Back at the band saw, we once again attempted to push the board through, and once again we ran into problems. The blade was old, but then again, the wood was dense and resistant to the thin blade.
Undaunted, we resolved to finish this resaw job the old fashioned way - with a carpenter's hand saw. How long do you think we kept this up? I'll tell you. After about five minutes of futile sawing by each one of us, we decided this approach might take us an eternity.
It was then that my buddy got really old school with this piece of wood. He grabbed a tool that he had fashioned out of two pieces of iron which he had welded together. The tool consisted of a wedge with a handle that could be used as a pry-bar of sorts to provide leverage for the wedge. The name for this type of tool is a froe. My buddy had read about the froe in a book on traditional woodworking. Craftsman long ago would use this tool for the very purpose he was now using it - to split boards in two.
The froe was incredibly efficient, and in a short time there were two halves beginning to be visible.
Hammer and pry, hammer and pry. This was how he worked the froe through the wood.

Everything was happening just as it was supposed to happen, until suddenly a crack appeared on one side.
This was really depressing, for it seemed that the whole project at this point was a complete loss.
Nevertheless, we persisted.
Worried that, if we continued to use the same method, then the entire board would be ruined, we opted to finish the job with a reciprocating saw. In the background of the picture below you can see the saw that we used. Even with a new blade, this job was tough and time-consuming.
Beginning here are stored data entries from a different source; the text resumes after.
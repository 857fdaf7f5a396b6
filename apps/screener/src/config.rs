use std::path::PathBuf;
use std::str::FromStr;
use std::time::Duration;

use anyhow::{bail, Context, Result};

use crate::screening::aggregate::ShortlistPolicy;
use crate::screening::sections::DEFAULT_HEADINGS;

const MAX_EXTRACTION_ATTEMPTS: u32 = 5;

/// Which text extraction engine to run.
#[derive(Debug, Clone, PartialEq)]
pub enum OcrEngine {
    /// Embedded PDF text via pdf-extract, plus plain TXT.
    PdfText,
    /// External OCR program; holds the `OCR_COMMAND` command line.
    Command(String),
}

/// Application configuration loaded from environment variables.
/// Startup fails if a value is present but invalid.
#[derive(Debug, Clone)]
pub struct Config {
    pub port: u16,
    pub rust_log: String,
    pub ats_rules_path: PathBuf,
    pub ocr_engine: OcrEngine,
    pub extraction_timeout: Duration,
    pub extraction_max_attempts: u32,
    pub shortlist: ShortlistPolicy,
    pub section_headings: Vec<String>,
    pub max_upload_bytes: usize,
}

impl Config {
    pub fn from_env() -> Result<Self> {
        dotenvy::dotenv().ok(); // load .env if present; ignore if missing
        Self::from_lookup(|key| std::env::var(key).ok())
    }

    pub fn from_lookup(lookup: impl Fn(&str) -> Option<String>) -> Result<Self> {
        let ocr_engine = match lookup("OCR_ENGINE").as_deref().unwrap_or("pdf-text") {
            "pdf-text" => OcrEngine::PdfText,
            "command" => OcrEngine::Command(require(&lookup, "OCR_COMMAND")?),
            other => bail!("OCR_ENGINE must be 'pdf-text' or 'command', got '{other}'"),
        };

        let timeout_secs: u64 = parse_or(&lookup, "EXTRACTION_TIMEOUT_SECS", 60)?;
        if timeout_secs == 0 {
            bail!("EXTRACTION_TIMEOUT_SECS must be greater than 0");
        }

        let extraction_max_attempts: u32 = parse_or(&lookup, "EXTRACTION_MAX_ATTEMPTS", 1)?;
        if !(1..=MAX_EXTRACTION_ATTEMPTS).contains(&extraction_max_attempts) {
            bail!("EXTRACTION_MAX_ATTEMPTS must be between 1 and {MAX_EXTRACTION_ATTEMPTS}");
        }

        let defaults = ShortlistPolicy::default();
        let shortlist = ShortlistPolicy {
            min_skill_match: parse_percent(&lookup, "SHORTLIST_MIN_SKILL_MATCH", defaults.min_skill_match)?,
            min_ats_compliance: parse_percent(
                &lookup,
                "SHORTLIST_MIN_ATS_COMPLIANCE",
                defaults.min_ats_compliance,
            )?,
        };

        let section_headings = match lookup("SECTION_HEADINGS") {
            Some(raw) => {
                let headings: Vec<String> = raw
                    .split(',')
                    .map(str::trim)
                    .filter(|h| !h.is_empty())
                    .map(String::from)
                    .collect();
                if headings.is_empty() {
                    bail!("SECTION_HEADINGS must list at least one heading");
                }
                headings
            }
            None => DEFAULT_HEADINGS.iter().map(|h| h.to_string()).collect(),
        };

        Ok(Config {
            port: parse_or(&lookup, "PORT", 8080)?,
            rust_log: lookup("RUST_LOG").unwrap_or_else(|| "info".to_string()),
            ats_rules_path: lookup("ATS_RULES_PATH")
                .map(PathBuf::from)
                .unwrap_or_else(|| PathBuf::from("ats_rules.json")),
            ocr_engine,
            extraction_timeout: Duration::from_secs(timeout_secs),
            extraction_max_attempts,
            shortlist,
            section_headings,
            max_upload_bytes: parse_or(&lookup, "MAX_UPLOAD_BYTES", 20 * 1024 * 1024)?,
        })
    }
}

fn require(lookup: &impl Fn(&str) -> Option<String>, key: &str) -> Result<String> {
    lookup(key)
        .filter(|v| !v.trim().is_empty())
        .with_context(|| format!("Required environment variable '{key}' is not set"))
}

fn parse_or<T>(lookup: &impl Fn(&str) -> Option<String>, key: &str, default: T) -> Result<T>
where
    T: FromStr,
    T::Err: std::error::Error + Send + Sync + 'static,
{
    match lookup(key) {
        Some(raw) => raw
            .trim()
            .parse::<T>()
            .with_context(|| format!("{key} has an invalid value '{raw}'")),
        None => Ok(default),
    }
}

fn parse_percent(lookup: &impl Fn(&str) -> Option<String>, key: &str, default: f64) -> Result<f64> {
    let value: f64 = parse_or(lookup, key, default)?;
    if !(0.0..=100.0).contains(&value) {
        bail!("{key} must be between 0 and 100, got {value}");
    }
    Ok(value)
}

#[cfg(test)]
mod tests {
    use std::collections::HashMap;

    use super::*;

    fn config(vars: &[(&str, &str)]) -> Result<Config> {
        let vars: HashMap<String, String> = vars
            .iter()
            .map(|(k, v)| (k.to_string(), v.to_string()))
            .collect();
        Config::from_lookup(|key| vars.get(key).cloned())
    }

    #[test]
    fn test_defaults() {
        let config = config(&[]).unwrap();
        assert_eq!(config.port, 8080);
        assert_eq!(config.rust_log, "info");
        assert_eq!(config.ats_rules_path, PathBuf::from("ats_rules.json"));
        assert_eq!(config.ocr_engine, OcrEngine::PdfText);
        assert_eq!(config.extraction_timeout, Duration::from_secs(60));
        assert_eq!(config.extraction_max_attempts, 1);
        assert_eq!(config.shortlist, ShortlistPolicy::default());
        assert_eq!(config.section_headings.len(), DEFAULT_HEADINGS.len());
    }

    #[test]
    fn test_command_engine_requires_command() {
        let err = config(&[("OCR_ENGINE", "command")]).unwrap_err();
        assert!(err.to_string().contains("OCR_COMMAND"));

        let config = config(&[
            ("OCR_ENGINE", "command"),
            ("OCR_COMMAND", "tesseract {input} stdout"),
        ])
        .unwrap();
        assert_eq!(
            config.ocr_engine,
            OcrEngine::Command("tesseract {input} stdout".to_string())
        );
    }

    #[test]
    fn test_unknown_engine_rejected() {
        assert!(config(&[("OCR_ENGINE", "doctr")]).is_err());
    }

    #[test]
    fn test_invalid_numbers_rejected() {
        assert!(config(&[("PORT", "eighty")]).is_err());
        assert!(config(&[("EXTRACTION_TIMEOUT_SECS", "0")]).is_err());
        assert!(config(&[("EXTRACTION_MAX_ATTEMPTS", "9")]).is_err());
        assert!(config(&[("SHORTLIST_MIN_ATS_COMPLIANCE", "120")]).is_err());
    }

    #[test]
    fn test_overrides() {
        let config = config(&[
            ("SHORTLIST_MIN_ATS_COMPLIANCE", "70"),
            ("EXTRACTION_MAX_ATTEMPTS", "3"),
            ("SECTION_HEADINGS", "Experience, Internships,"),
            ("ATS_RULES_PATH", "/etc/screener/rules.json"),
        ])
        .unwrap();
        assert_eq!(config.shortlist.min_ats_compliance, 70.0);
        assert_eq!(config.shortlist.min_skill_match, 70.0);
        assert_eq!(config.extraction_max_attempts, 3);
        assert_eq!(config.section_headings, vec!["Experience", "Internships"]);
        assert_eq!(config.ats_rules_path, PathBuf::from("/etc/screener/rules.json"));
    }
}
There was no doubt that this mahogany was incredibly stubborn.
Eventually, the mahogany gave up the fight, and with great pleasure we beheld the two halves, more or less evenly split.
The burnt wood on one end was indicative of our failed attempt to resaw this board with the band saw.
Just as I had planned, each half was about 1/2 inch thick.

Back at my house, I used the electric, handheld planer to remove some of the high spots on the split sides of the boards.
Then I pushed each board through the planer to clean it up as much as possible.
Again I broke out the handheld planer as I worked to hide the major imperfections that remained from the splitting of the two pieces.

This process continued for some time.

In the end, I was left with two pieces of mahogany that were both between 3/8 and 1/2 inch thick. As for the crack that appeared in one of the boards during the splitting process, we shall see that I was fortunate with regard to its location. As it turned out, that crack fell perfectly within one of the oval-shaped cut-outs that I would make in the trim.
All-together, this splitting of the mahogany took almost an entire work day. Yes, it was time-consuming and difficult, but it saved me the expense of having to buy two separate pieces of mahogany, and it provided me with yet another tale that I could tell about the refitting of Oystercatcher, my Ericson 25.